Exercise description: Check each line below for the word "grounding" and give the number of lines that have it, nothing more.

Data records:
######

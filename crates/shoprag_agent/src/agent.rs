//! The support agent.

use crate::AnswerPrompt;
use derive_setters::Setters;
use parking_lot::Mutex;
use shoprag_core::{ChatResponse, ChunkInfo, Role};
use shoprag_error::ShopragResult;
use shoprag_interface::{LlmDriver, Retriever};
use shoprag_memory::ConversationMemory;
use shoprag_retrieval::{format_context, select_passages};
use shoprag_scenario::{ScenarioOutcome, ScenarioRunner};
use std::collections::HashMap;
use std::sync::Arc;
use tracing::{info, instrument, warn};

/// Passage selection settings.
#[derive(Debug, Clone, Copy, PartialEq, Setters)]
#[setters(prefix = "with_")]
pub struct AgentConfig {
    /// Maximum passages used to ground one answer
    pub top_k: usize,
    /// Minimum retrieval score of a grounding passage
    pub min_score: f32,
}

impl Default for AgentConfig {
    fn default() -> Self {
        Self {
            top_k: 5,
            min_score: 0.5,
        }
    }
}

type TurnLocks = Mutex<HashMap<String, Arc<tokio::sync::Mutex<()>>>>;

/// A conversation's entry in the turn-lock map.
///
/// Dropping the slot removes the entry once no other turn of the same
/// conversation holds it, including when the turn future is cancelled.
struct TurnSlot<'a> {
    locks: &'a TurnLocks,
    conversation_id: &'a str,
    lock: Arc<tokio::sync::Mutex<()>>,
}

impl<'a> TurnSlot<'a> {
    fn acquire(locks: &'a TurnLocks, conversation_id: &'a str) -> Self {
        let lock = Arc::clone(
            locks
                .lock()
                .entry(conversation_id.to_string())
                .or_default(),
        );
        Self {
            locks,
            conversation_id,
            lock,
        }
    }
}

impl Drop for TurnSlot<'_> {
    fn drop(&mut self) {
        let mut locks = self.locks.lock();
        // Two owners left: the map and this slot.
        if locks
            .get(self.conversation_id)
            .is_some_and(|lock| Arc::ptr_eq(lock, &self.lock) && Arc::strong_count(lock) == 2)
        {
            locks.remove(self.conversation_id);
        }
    }
}

/// Answers support chat messages.
///
/// Turns of one conversation run one at a time; turns of different
/// conversations run concurrently.
pub struct SupportAgent<D, R> {
    driver: D,
    retriever: R,
    memory: ConversationMemory,
    scenario: Option<ScenarioRunner<D>>,
    config: AgentConfig,
    turn_locks: TurnLocks,
}

impl<D: LlmDriver, R: Retriever> SupportAgent<D, R> {
    /// Creates an agent without a scenario.
    pub fn new(driver: D, retriever: R, memory: ConversationMemory) -> Self {
        Self {
            driver,
            retriever,
            memory,
            scenario: None,
            config: AgentConfig::default(),
            turn_locks: Mutex::new(HashMap::new()),
        }
    }

    /// Runs `runner` on the first message of every conversation.
    pub fn with_scenario(mut self, runner: ScenarioRunner<D>) -> Self {
        self.scenario = Some(runner);
        self
    }

    pub fn with_config(mut self, config: AgentConfig) -> Self {
        self.config = config;
        self
    }

    pub fn memory(&self) -> &ConversationMemory {
        &self.memory
    }

    pub fn config(&self) -> &AgentConfig {
        &self.config
    }

    pub fn has_scenario(&self) -> bool {
        self.scenario.is_some()
    }

    /// Conversations with a turn in progress or waiting.
    pub fn active_turns(&self) -> usize {
        self.turn_locks.lock().len()
    }

    /// Handles one user message.
    ///
    /// # Errors
    ///
    /// Returns an error if retrieval or answer generation fails. Scenario
    /// failures are logged and never returned.
    #[instrument(skip(self, message), fields(conversation_id = %conversation_id))]
    pub async fn handle_message(
        &self,
        conversation_id: &str,
        message: &str,
    ) -> ShopragResult<ChatResponse> {
        let slot = TurnSlot::acquire(&self.turn_locks, conversation_id);
        let _turn = slot.lock.lock().await;
        self.turn(conversation_id, message).await
    }

    async fn turn(&self, conversation_id: &str, message: &str) -> ShopragResult<ChatResponse> {
        let (scenario_context, last_step) = if self.memory.is_first_message(conversation_id) {
            self.run_scenario(message).await.into_parts()
        } else {
            Default::default()
        };

        self.memory.add_message(conversation_id, Role::User, message);

        let passages = self.retriever.retrieve(message).await?;
        let passages = select_passages(passages, self.config.min_score, self.config.top_k);
        info!(passages = passages.len(), "Selected grounding passages");

        let knowledge_context = format_context(&passages);
        let history = self.memory.format_history(conversation_id);
        let summary = self.memory.summary(conversation_id);
        let prompt = AnswerPrompt::new(
            &scenario_context,
            &knowledge_context,
            &summary,
            &history,
            message,
        );

        let response = self.driver.generate(&prompt.to_request()).await?;
        let answer = response.text;
        if let Some(usage) = response.usage {
            info!(total_tokens = usage.total_tokens, "Answer generated");
        }

        self.memory
            .add_message(conversation_id, Role::Assistant, answer.clone());
        self.memory.compact(conversation_id, &self.driver).await;

        Ok(ChatResponse {
            conversation_id: conversation_id.to_string(),
            answer,
            chunks: passages.iter().map(ChunkInfo::from).collect(),
            last_step_scenario: last_step,
        })
    }

    async fn run_scenario(&self, message: &str) -> ScenarioOutcome {
        let Some(runner) = &self.scenario else {
            return ScenarioOutcome::default();
        };

        info!("First message of conversation, running scenario");
        match runner.run(message).await {
            Ok(outcome) => {
                info!(last_step = %outcome.last_step(), "Scenario completed");
                outcome
            }
            Err(e) => {
                warn!(error = %e, "Scenario failed, continuing without scenario context");
                ScenarioOutcome::default()
            }
        }
    }
}
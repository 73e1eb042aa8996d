//! Static checks for scenario scripts.
//!
//! Validation never blocks loading: the interpreter runs any script that
//! parses. Issues point at scripts that will not behave as their author
//! probably intended.

use crate::{BranchNode, Node, Script, ToolRegistry};
use shoprag_error::{ScenarioError, ScenarioErrorKind, ShopragResult};
use std::collections::HashSet;

/// Category of a validation issue.
#[derive(Debug, Clone, Copy, PartialEq, Eq, Hash, derive_more::Display)]
pub enum ValidationIssueKind {
    /// Two nodes share an id
    #[display("duplicate id")]
    DuplicateId,
    /// A `tool` node names a tool that is not registered
    #[display("unknown tool")]
    UnknownTool,
    /// A branch child that is not a text node; it will be skipped
    #[display("unsupported branch child")]
    UnsupportedBranchChild,
    /// An `if` node without condition text
    #[display("empty condition")]
    EmptyCondition,
    /// A node placed after an `end` node
    #[display("unreachable node")]
    Unreachable,
}

/// A problem found in a script.
#[derive(Debug, Clone, PartialEq, Eq, derive_more::Display)]
#[display("{} ({}): {}", node_id, kind, message)]
pub struct ValidationIssue {
    pub kind: ValidationIssueKind,
    /// Id of the offending node
    pub node_id: String,
    pub message: String,
}

impl ValidationIssue {
    fn new(kind: ValidationIssueKind, node_id: &str, message: impl Into<String>) -> Self {
        Self {
            kind,
            node_id: node_id.to_string(),
            message: message.into(),
        }
    }
}

/// Checks scripts against a tool registry.
#[derive(Debug, Clone)]
pub struct ScriptValidator<'a> {
    tools: &'a ToolRegistry,
}

impl<'a> ScriptValidator<'a> {
    pub fn new(tools: &'a ToolRegistry) -> Self {
        Self { tools }
    }

    /// Collects every issue in `script`, in document order.
    pub fn validate(&self, script: &Script) -> Vec<ValidationIssue> {
        let mut issues = Vec::new();
        let mut seen = HashSet::new();
        let mut end_seen: Option<&str> = None;

        let mut check_id = |id: &str, issues: &mut Vec<ValidationIssue>| {
            if !id.is_empty() && !seen.insert(id.to_string()) {
                issues.push(ValidationIssue::new(
                    ValidationIssueKind::DuplicateId,
                    id,
                    "id is used by more than one node",
                ));
            }
        };

        for node in script.nodes() {
            check_id(node.id(), &mut issues);

            if let Some(end_id) = end_seen {
                issues.push(ValidationIssue::new(
                    ValidationIssueKind::Unreachable,
                    node.id(),
                    format!("node follows end node '{}' and never runs", end_id),
                ));
            }

            match node {
                Node::Tool(tool) if !self.tools.contains(&tool.tool) => {
                    issues.push(ValidationIssue::new(
                        ValidationIssueKind::UnknownTool,
                        &tool.id,
                        format!(
                            "tool '{}' is not registered (known: {})",
                            tool.tool,
                            self.tools.names().join(", ")
                        ),
                    ));
                }
                Node::If(branch) => {
                    if branch.condition.trim().is_empty() {
                        issues.push(ValidationIssue::new(
                            ValidationIssueKind::EmptyCondition,
                            &branch.id,
                            "condition text is empty",
                        ));
                    }

                    for child in branch.children.iter().chain(&branch.else_children) {
                        check_id(child.id(), &mut issues);
                        if let BranchNode::Unsupported { id, kind } = child {
                            issues.push(ValidationIssue::new(
                                ValidationIssueKind::UnsupportedBranchChild,
                                id,
                                format!(
                                    "branch children must be text nodes, '{}' node will be skipped",
                                    kind
                                ),
                            ));
                        }
                    }
                }
                Node::End(end) if end_seen.is_none() => end_seen = Some(end.id.as_str()),
                _ => {}
            }
        }

        issues
    }

    /// Like [`validate`](Self::validate), but any issue is an error.
    ///
    /// # Errors
    ///
    /// Returns [`ScenarioErrorKind::Validation`] listing every issue found.
    pub fn ensure_valid(&self, script: &Script) -> ShopragResult<()> {
        let issues = self.validate(script);
        if issues.is_empty() {
            return Ok(());
        }

        let summary = issues
            .iter()
            .map(ToString::to_string)
            .collect::<Vec<_>>()
            .join("; ");
        Err(ScenarioError::new(ScenarioErrorKind::Validation(format!(
            "{} issue(s): {}",
            issues.len(),
            summary
        )))
        .into())
    }
}
//! Message types for conversation history.

use crate::Role;
use serde::{Deserialize, Serialize};

/// A text message in a conversation.
///
/// # Examples
///
/// ```
/// use shoprag_core::{Message, Role};
///
/// let message = Message::user("Где мой заказ?");
///
/// assert_eq!(*message.role(), Role::User);
/// assert_eq!(message.content(), "Где мой заказ?");
/// ```
#[derive(Debug, Clone, PartialEq, Eq, Hash, Serialize, Deserialize, derive_getters::Getters)]
pub struct Message {
    /// The role of the message sender
    role: Role,
    /// The text of the message
    content: String,
}

impl Message {
    /// Creates a new message with the given role and content.
    pub fn new(role: Role, content: impl Into<String>) -> Self {
        Self {
            role,
            content: content.into(),
        }
    }

    /// Create a system message
    pub fn system(content: impl Into<String>) -> Self {
        Self::new(Role::System, content)
    }

    /// Create a user message
    pub fn user(content: impl Into<String>) -> Self {
        Self::new(Role::User, content)
    }

    /// Create an assistant message
    pub fn assistant(content: impl Into<String>) -> Self {
        Self::new(Role::Assistant, content)
    }
}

######

Solution to this exercise: 2